# Work order
Copy out each line below that has the word "their" in it.

-=-=-=-=-

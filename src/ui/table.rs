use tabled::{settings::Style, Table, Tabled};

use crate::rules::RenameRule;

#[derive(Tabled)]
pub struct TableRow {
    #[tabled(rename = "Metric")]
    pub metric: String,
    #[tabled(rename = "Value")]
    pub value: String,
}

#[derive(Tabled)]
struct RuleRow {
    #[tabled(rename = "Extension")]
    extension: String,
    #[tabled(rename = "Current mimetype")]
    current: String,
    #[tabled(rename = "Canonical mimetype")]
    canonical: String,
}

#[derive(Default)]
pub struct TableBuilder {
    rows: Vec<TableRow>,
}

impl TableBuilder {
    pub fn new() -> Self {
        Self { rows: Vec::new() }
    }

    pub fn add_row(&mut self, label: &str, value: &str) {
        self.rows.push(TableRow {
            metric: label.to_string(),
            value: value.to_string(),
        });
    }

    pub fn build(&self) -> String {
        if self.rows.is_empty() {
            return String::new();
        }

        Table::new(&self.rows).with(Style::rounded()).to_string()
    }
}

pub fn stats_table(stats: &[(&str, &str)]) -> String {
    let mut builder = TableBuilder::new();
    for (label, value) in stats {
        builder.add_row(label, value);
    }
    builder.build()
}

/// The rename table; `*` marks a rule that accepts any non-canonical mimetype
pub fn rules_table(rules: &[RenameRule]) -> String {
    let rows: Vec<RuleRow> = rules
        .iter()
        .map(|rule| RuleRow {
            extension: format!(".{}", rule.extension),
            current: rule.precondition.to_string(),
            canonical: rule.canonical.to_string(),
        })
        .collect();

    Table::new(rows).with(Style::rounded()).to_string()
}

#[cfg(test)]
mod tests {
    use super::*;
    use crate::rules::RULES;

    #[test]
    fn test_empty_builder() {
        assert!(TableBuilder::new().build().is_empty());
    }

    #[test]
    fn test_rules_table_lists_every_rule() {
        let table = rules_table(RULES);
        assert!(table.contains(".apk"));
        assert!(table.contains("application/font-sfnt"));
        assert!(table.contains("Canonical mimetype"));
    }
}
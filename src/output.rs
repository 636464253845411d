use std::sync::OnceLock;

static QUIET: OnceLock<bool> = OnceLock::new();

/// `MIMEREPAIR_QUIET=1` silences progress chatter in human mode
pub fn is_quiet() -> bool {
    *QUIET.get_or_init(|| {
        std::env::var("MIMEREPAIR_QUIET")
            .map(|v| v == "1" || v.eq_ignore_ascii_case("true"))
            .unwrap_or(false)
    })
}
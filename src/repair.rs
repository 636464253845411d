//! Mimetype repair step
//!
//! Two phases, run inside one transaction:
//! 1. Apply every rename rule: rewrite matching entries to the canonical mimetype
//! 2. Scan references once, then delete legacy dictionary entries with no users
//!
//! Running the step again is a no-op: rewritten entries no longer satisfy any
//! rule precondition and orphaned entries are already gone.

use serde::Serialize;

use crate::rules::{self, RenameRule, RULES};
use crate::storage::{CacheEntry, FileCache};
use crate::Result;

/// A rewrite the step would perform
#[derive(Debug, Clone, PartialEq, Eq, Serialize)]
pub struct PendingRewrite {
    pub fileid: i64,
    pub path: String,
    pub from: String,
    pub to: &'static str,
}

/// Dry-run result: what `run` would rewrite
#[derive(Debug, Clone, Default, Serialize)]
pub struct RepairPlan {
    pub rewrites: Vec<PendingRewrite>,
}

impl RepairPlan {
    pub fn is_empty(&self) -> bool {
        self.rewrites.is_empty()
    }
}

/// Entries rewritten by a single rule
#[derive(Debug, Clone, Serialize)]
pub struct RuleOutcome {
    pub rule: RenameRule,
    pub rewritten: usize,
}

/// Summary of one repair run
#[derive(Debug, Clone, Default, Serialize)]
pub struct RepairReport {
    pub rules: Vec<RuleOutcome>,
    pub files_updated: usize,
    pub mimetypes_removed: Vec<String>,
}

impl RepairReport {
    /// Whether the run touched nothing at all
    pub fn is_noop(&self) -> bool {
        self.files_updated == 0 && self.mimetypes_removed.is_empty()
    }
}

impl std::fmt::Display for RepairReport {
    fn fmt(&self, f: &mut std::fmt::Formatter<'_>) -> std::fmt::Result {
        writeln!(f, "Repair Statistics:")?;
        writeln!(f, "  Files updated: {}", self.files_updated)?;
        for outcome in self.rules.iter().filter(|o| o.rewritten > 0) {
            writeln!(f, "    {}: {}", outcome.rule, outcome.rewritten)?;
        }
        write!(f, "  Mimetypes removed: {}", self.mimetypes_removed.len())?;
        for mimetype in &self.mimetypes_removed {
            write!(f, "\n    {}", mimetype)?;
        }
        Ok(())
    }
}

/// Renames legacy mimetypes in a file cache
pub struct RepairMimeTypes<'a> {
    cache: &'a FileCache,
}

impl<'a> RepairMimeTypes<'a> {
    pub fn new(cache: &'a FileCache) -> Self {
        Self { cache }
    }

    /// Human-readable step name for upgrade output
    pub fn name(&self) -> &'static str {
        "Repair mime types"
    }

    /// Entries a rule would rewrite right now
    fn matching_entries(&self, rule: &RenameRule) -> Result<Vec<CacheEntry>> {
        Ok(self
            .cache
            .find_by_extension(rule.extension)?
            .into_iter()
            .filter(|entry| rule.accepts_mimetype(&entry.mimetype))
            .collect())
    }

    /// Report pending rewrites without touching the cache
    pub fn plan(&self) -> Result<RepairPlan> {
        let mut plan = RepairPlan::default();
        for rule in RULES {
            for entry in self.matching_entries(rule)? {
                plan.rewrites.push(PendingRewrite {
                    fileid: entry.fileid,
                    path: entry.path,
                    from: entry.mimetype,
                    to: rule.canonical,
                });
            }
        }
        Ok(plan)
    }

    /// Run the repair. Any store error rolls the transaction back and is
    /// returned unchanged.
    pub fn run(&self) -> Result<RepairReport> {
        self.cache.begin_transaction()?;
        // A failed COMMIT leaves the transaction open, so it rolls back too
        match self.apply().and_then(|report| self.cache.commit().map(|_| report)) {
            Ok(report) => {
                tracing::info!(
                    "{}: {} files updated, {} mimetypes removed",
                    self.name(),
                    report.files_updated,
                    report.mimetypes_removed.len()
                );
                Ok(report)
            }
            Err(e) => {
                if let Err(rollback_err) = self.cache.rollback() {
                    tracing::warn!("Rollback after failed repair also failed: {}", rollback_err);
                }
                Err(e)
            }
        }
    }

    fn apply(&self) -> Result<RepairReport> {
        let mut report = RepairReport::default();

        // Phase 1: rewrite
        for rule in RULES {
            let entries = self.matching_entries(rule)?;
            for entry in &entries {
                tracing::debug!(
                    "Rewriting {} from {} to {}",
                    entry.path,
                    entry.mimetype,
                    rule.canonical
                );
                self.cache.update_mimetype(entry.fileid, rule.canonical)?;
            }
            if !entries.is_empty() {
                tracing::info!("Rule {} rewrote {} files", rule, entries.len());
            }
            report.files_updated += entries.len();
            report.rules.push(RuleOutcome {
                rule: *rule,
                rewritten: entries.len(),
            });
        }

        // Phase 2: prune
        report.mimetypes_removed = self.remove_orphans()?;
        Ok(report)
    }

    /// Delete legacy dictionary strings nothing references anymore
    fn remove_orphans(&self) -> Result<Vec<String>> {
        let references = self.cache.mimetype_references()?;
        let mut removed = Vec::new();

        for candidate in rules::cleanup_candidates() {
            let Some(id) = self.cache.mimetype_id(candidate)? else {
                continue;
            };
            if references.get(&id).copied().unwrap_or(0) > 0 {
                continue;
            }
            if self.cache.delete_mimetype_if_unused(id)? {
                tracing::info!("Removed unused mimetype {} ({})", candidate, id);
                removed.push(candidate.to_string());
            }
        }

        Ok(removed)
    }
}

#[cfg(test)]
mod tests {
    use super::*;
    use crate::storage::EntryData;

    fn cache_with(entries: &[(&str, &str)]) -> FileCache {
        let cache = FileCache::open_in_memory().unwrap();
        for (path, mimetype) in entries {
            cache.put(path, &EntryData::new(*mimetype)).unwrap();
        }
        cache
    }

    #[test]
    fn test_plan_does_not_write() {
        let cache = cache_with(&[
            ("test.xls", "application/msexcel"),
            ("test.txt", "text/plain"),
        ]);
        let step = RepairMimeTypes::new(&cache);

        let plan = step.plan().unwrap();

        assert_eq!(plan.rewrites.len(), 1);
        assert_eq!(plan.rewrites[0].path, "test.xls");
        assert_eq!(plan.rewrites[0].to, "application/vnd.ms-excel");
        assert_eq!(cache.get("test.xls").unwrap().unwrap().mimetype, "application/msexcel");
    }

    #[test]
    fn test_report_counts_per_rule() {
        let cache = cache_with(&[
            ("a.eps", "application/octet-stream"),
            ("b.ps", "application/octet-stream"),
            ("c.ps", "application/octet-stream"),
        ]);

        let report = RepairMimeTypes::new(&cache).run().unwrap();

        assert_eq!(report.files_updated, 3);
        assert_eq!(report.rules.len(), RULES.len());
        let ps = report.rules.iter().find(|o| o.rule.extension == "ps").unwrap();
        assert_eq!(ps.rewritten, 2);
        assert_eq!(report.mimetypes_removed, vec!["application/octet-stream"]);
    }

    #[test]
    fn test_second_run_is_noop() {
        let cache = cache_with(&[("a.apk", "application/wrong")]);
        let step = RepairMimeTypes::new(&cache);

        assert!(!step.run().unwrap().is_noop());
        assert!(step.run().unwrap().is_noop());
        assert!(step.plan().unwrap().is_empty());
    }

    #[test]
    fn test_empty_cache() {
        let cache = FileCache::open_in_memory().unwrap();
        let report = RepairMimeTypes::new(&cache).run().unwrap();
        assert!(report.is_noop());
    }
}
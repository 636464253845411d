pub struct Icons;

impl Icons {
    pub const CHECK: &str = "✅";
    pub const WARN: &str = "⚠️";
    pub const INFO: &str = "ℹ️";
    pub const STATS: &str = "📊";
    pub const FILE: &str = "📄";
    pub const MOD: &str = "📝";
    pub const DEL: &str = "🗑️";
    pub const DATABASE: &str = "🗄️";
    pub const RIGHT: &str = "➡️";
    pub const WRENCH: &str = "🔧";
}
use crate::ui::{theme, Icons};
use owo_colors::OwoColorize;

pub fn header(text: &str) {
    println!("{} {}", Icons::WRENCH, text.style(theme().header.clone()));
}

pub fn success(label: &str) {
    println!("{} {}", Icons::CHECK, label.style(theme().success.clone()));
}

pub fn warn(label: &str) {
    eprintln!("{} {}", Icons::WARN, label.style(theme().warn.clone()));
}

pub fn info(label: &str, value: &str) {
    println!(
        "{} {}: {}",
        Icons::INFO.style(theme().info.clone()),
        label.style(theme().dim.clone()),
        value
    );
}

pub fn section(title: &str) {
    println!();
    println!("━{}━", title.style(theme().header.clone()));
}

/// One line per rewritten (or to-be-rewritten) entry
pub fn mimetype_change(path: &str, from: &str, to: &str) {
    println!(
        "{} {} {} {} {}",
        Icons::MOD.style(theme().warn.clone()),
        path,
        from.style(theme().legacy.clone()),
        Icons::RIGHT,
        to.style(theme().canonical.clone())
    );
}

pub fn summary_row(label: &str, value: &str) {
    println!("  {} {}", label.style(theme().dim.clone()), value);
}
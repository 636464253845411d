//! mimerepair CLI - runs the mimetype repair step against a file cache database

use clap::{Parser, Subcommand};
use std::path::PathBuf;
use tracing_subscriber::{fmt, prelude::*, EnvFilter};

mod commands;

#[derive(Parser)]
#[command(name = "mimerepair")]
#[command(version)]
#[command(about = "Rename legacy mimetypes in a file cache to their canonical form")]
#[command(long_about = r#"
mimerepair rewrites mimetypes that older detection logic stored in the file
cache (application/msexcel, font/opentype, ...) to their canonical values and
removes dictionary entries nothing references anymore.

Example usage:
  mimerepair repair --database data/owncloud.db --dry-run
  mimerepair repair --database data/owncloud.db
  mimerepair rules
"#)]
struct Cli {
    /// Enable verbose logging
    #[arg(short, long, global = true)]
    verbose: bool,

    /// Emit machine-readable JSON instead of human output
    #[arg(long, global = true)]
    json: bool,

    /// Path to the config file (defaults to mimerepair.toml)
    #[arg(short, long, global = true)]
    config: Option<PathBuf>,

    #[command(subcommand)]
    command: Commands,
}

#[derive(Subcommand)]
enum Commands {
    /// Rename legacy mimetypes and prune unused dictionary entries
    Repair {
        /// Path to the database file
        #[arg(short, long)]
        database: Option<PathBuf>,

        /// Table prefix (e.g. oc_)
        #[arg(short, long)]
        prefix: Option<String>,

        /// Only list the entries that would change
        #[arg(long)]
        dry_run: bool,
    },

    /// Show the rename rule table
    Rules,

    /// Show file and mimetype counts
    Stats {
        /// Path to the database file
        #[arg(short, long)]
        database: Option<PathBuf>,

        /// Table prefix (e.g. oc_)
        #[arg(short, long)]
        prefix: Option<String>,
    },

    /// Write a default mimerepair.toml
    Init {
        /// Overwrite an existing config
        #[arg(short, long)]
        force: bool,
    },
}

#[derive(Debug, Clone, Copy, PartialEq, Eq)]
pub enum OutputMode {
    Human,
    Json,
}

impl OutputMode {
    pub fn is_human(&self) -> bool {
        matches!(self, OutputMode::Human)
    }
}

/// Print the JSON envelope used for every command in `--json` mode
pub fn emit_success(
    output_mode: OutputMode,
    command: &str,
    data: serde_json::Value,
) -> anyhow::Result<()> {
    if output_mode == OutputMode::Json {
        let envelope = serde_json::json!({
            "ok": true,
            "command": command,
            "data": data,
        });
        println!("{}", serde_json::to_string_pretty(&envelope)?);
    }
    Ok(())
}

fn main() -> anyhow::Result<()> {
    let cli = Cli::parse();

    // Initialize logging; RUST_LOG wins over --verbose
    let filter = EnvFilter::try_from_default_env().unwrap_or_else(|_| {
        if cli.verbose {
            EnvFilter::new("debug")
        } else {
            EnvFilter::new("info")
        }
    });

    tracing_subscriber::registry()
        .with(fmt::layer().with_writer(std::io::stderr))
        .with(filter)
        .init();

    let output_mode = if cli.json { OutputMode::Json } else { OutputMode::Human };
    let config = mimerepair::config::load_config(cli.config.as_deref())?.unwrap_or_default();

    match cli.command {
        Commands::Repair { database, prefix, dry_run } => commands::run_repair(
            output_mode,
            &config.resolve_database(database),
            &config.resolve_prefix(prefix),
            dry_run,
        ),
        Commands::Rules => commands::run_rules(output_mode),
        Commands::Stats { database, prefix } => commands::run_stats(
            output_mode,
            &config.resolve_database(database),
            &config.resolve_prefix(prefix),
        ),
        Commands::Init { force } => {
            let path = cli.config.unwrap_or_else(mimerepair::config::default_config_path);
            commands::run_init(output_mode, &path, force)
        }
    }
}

-=-=-=-=-

# Expected answer
#[command(about = "Rename legacy mimetypes in a file cache to their canonical form")]
cache (application/msexcel, font/opentype, ...) to their canonical values and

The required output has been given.